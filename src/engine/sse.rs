//! Incremental Server-Sent Events parser.
//!
//! Bytes are buffered until a full line is available, so UTF-8 sequences
//! and lines split across network chunks are reassembled correctly.

/// A complete SSE event.
#[derive(Debug, Clone, PartialEq, Eq)]
pub struct SseEvent {
    /// Value of the `event:` field, if any.
    pub event: Option<String>,
    /// All `data:` lines joined with `\n`.
    pub data: String,
}

impl SseEvent {
    /// OpenAI-style end-of-stream sentinel.
    pub fn is_done(&self) -> bool {
        self.data.trim() == "[DONE]"
    }
}

#[derive(Debug, Default)]
pub struct SseParser {
    buffer: Vec<u8>,
    event: Option<String>,
    data: Vec<String>,
}

impl SseParser {
    pub fn new() -> Self {
        Self::default()
    }

    /// Feeds a chunk and returns every event completed by it.
    pub fn push(&mut self, chunk: &[u8]) -> Vec<SseEvent> {
        self.buffer.extend_from_slice(chunk);
        let mut events = Vec::new();

        while let Some(pos) = self.buffer.iter().position(|b| *b == b'\n') {
            let raw: Vec<u8> = self.buffer.drain(..=pos).collect();
            let line = String::from_utf8_lossy(&raw[..raw.len() - 1]);
            let line = line.strip_suffix('\r').unwrap_or(&line);
            if let Some(event) = self.process_line(line) {
                events.push(event);
            }
        }

        events
    }

    /// Emits whatever is left once the byte stream has ended.
    pub fn finish(&mut self) -> Option<SseEvent> {
        if !self.buffer.is_empty() {
            let raw = std::mem::take(&mut self.buffer);
            let line = String::from_utf8_lossy(&raw).into_owned();
            let line = line.strip_suffix('\r').unwrap_or(&line).to_string();
            if let Some(event) = self.process_line(&line) {
                return Some(event);
            }
        }
        self.take_event()
    }

    fn process_line(&mut self, line: &str) -> Option<SseEvent> {
        if line.is_empty() {
            return self.take_event();
        }
        if line.starts_with(':') {
            return None;
        }

        let (field, value) = match line.find(':') {
            Some(idx) => {
                let value = &line[idx + 1..];
                (&line[..idx], value.strip_prefix(' ').unwrap_or(value))
            }
            None => (line, ""),
        };

        match field {
            "data" => self.data.push(value.to_string()),
            "event" => self.event = Some(value.to_string()),
            _ => {}
        }
        None
    }

    fn take_event(&mut self) -> Option<SseEvent> {
        if self.data.is_empty() {
            self.event = None;
            return None;
        }
        Some(SseEvent {
            event: self.event.take(),
            data: std::mem::take(&mut self.data).join("\n"),
        })
    }
}
// Required external crates for configuration management and serialization
use serde::Deserialize;
use std::collections::HashSet;
use std::path::{Path, PathBuf};
use config::{Config, ConfigError, Environment, File};

use crate::session::CatalogEntry;

/// Configuration for the selectable models
#[derive(Debug, Deserialize, Clone)]
pub struct ModelsConfig {
    /// Model to initialize on start when no selection was persisted
    #[serde(default)]
    pub default: Option<String>,
    /// Directory holding local GGUF files (llama backend only)
    pub directory: PathBuf,
    /// Models offered to the user
    #[serde(default)]
    pub catalog: Vec<CatalogEntry>,
}

/// Configuration for the inference engine backend
#[derive(Debug, Deserialize, Clone)]
pub struct EngineConfig {
    /// Backend name: "http" or "llama"
    pub backend: String,
    /// API root of the OpenAI-compatible server (http backend)
    pub base_url: String,
}

/// Configuration for model inference parameters
#[derive(Debug, Deserialize, Clone)]
pub struct InferenceConfig {
    /// Controls randomness in generation
    pub temperature: f32,
    /// Maximum number of tokens to generate
    pub max_tokens: usize,
    /// Preamble sent before every conversation
    pub system_prompt: String,
    /// Size of the context window for inference (llama backend)
    pub context_size: usize,
    /// Number of layers to offload to the GPU (llama backend)
    pub n_gpu_layers: u32,
}

/// Configuration for the HTTP server
#[derive(Debug, Deserialize, Clone)]
pub struct ServerConfig {
    /// Host address to bind to
    pub host: String,
    /// Port number to listen on
    pub port: u16,
}

/// Configuration for application logging
#[derive(Debug, Deserialize, Clone)]
pub struct LoggingConfig {
    /// Log level (debug, info, warn, error)
    pub level: String,
    /// Optional log directory
    pub file: Option<PathBuf>,
}

/// Configuration for durable user preferences
#[derive(Debug, Deserialize, Clone)]
pub struct StorageConfig {
    /// JSON file holding the persisted preferences
    pub preferences: PathBuf,
}

/// Main settings struct that contains all configuration
#[derive(Debug, Deserialize, Clone)]
pub struct Settings {
    pub models: ModelsConfig,
    pub engine: EngineConfig,
    pub inference: InferenceConfig,
    pub server: ServerConfig,
    pub logging: LoggingConfig,
    pub storage: StorageConfig,
}

/// Implementation for loading and parsing configuration
impl Settings {
    /// Loads settings from `./config` in the current directory.
    pub fn new() -> Result<Self, ConfigError> {
        let config_dir = std::env::current_dir()
            .map_err(|e| ConfigError::Message(
                format!("Failed to get current directory: {}", e)
            ))?
            .join("config");

        Self::from_dir(&config_dir)
    }

    /// Creates a new Settings instance by loading config from multiple sources
    /// in the following order of precedence (highest to lowest):
    /// 1. Environment variables prefixed with LMCHAT__ (e.g. LMCHAT__SERVER__PORT)
    /// 2. Local config file (local.toml) if present
    /// 3. Default config file (default.toml)
    pub fn from_dir(config_dir: &Path) -> Result<Self, ConfigError> {
        if !config_dir.exists() {
            return Err(ConfigError::Message(
                format!("Config directory not found at: {}", config_dir.display())
            ));
        }

        let default_config = config_dir.join("default.toml");
        if !default_config.exists() {
            return Err(ConfigError::Message(
                format!("Default configuration file not found at: {}", default_config.display())
            ));
        }

        let local_config = config_dir.join("local.toml");

        let settings = Config::builder()
            .add_source(File::from(default_config))
            .add_source(File::from(local_config).required(false))
            .add_source(Environment::with_prefix("LMCHAT").prefix_separator("__").separator("__"))
            .build()?
            .try_deserialize::<Settings>()?;

        settings.validate()?;

        Ok(settings)
    }

    /// Validate configuration values
    pub fn validate(&self) -> Result<(), ConfigError> {
        if !(0.0..=2.0).contains(&self.inference.temperature) {
            return Err(ConfigError::Message(format!(
                "Temperature must be between 0.0 and 2.0, got: {}",
                self.inference.temperature
            )));
        }

        if self.inference.max_tokens == 0 {
            return Err(ConfigError::Message(
                "max_tokens must be greater than 0".to_string()
            ));
        }

        if self.inference.context_size == 0 {
            return Err(ConfigError::Message(
                "context_size must be greater than 0".to_string()
            ));
        }

        if self.server.port == 0 {
            return Err(ConfigError::Message(
                "Port must be between 1 and 65535, got: 0".to_string()
            ));
        }

        match self.engine.backend.as_str() {
            "http" | "llama" => {}
            other => {
                return Err(ConfigError::Message(
                    format!("Unknown engine backend: {}. Must be one of: http, llama", other)
                ));
            }
        }

        let mut seen = HashSet::new();
        for entry in &self.models.catalog {
            if entry.id.trim().is_empty() {
                return Err(ConfigError::Message("Catalog entries need a non-empty id".to_string()));
            }
            if !seen.insert(entry.id.as_str()) {
                return Err(ConfigError::Message(
                    format!("Duplicate model id in catalog: {}", entry.id)
                ));
            }
        }

        match self.logging.level.to_lowercase().as_str() {
            "error" | "warn" | "info" | "debug" | "trace" => Ok(()),
            _ => Err(ConfigError::Message(format!(
                "Invalid logging level: {}. Must be one of: error, warn, info, debug, trace",
                self.logging.level
            ))),
        }
    }
}

#[cfg(test)]
mod tests {
    use super::*;
    use std::fs;

    const DEFAULT_TOML: &str = r#"
[models]
directory = "models"

[[models.catalog]]
id = "llama-3.2-1b-instruct"
name = "Llama 3.2 1B"
size = "0.6GB"

[engine]
backend = "http"
base_url = "http://127.0.0.1:8080/v1"

[inference]
temperature = 0.7
max_tokens = 512
system_prompt = "You are a helpful AI assistant."
context_size = 4096
n_gpu_layers = 0

[server]
host = "127.0.0.1"
port = 3000

[logging]
level = "info"

[storage]
preferences = "data/preferences.json"
"#;

    fn write_config(dir: &Path, default: &str, local: Option<&str>) {
        fs::write(dir.join("default.toml"), default).unwrap();
        if let Some(local) = local {
            fs::write(dir.join("local.toml"), local).unwrap();
        }
    }

    #[test]
    fn test_loads_default_config() {
        let dir = tempfile::tempdir().unwrap();
        write_config(dir.path(), DEFAULT_TOML, None);

        let settings = Settings::from_dir(dir.path()).unwrap();
        assert_eq!(settings.engine.backend, "http");
        assert_eq!(settings.inference.max_tokens, 512);
        assert_eq!(settings.models.catalog.len(), 1);
        assert_eq!(settings.models.catalog[0].name, "Llama 3.2 1B");
        assert!(settings.models.default.is_none());
        assert!(settings.logging.file.is_none());
    }

    #[test]
    fn test_local_overrides_default() {
        let dir = tempfile::tempdir().unwrap();
        write_config(dir.path(), DEFAULT_TOML, Some("[server]\nport = 4100\n"));

        let settings = Settings::from_dir(dir.path()).unwrap();
        assert_eq!(settings.server.port, 4100);
        assert_eq!(settings.server.host, "127.0.0.1");
    }

    #[test]
    fn test_missing_directory() {
        let dir = tempfile::tempdir().unwrap();
        let missing = dir.path().join("nope");
        assert!(Settings::from_dir(&missing).is_err());
    }

    #[test]
    fn test_rejects_invalid_values() {
        let dir = tempfile::tempdir().unwrap();
        write_config(dir.path(), DEFAULT_TOML, None);
        let settings = Settings::from_dir(dir.path()).unwrap();

        let mut bad = settings.clone();
        bad.inference.temperature = 3.5;
        assert!(bad.validate().is_err());

        let mut bad = settings.clone();
        bad.inference.max_tokens = 0;
        assert!(bad.validate().is_err());

        let mut bad = settings.clone();
        bad.engine.backend = "cloud".to_string();
        assert!(bad.validate().is_err());

        let mut bad = settings.clone();
        bad.logging.level = "loud".to_string();
        assert!(bad.validate().is_err());

        let mut bad = settings;
        let duplicate = bad.models.catalog[0].clone();
        bad.models.catalog.push(duplicate);
        assert!(bad.validate().is_err());
    }
}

━━━━━━

» TASK ITEM: Starting at the line that has "let line = String::from_utf8_lossy(&raw[..raw.len()" and ending at the line that has "stream has ended.", please write out the lines above exactly, leaving out all others.

» SOLVED PROBLEM:
            let line = String::from_utf8_lossy(&raw[..raw.len() - 1]);
            let line = line.strip_suffix('\r').unwrap_or(&line);
            if let Some(event) = self.process_line(line) {
                events.push(event);
            }
        }

        events
    }

    /// Emits whatever is left once the byte stream has ended.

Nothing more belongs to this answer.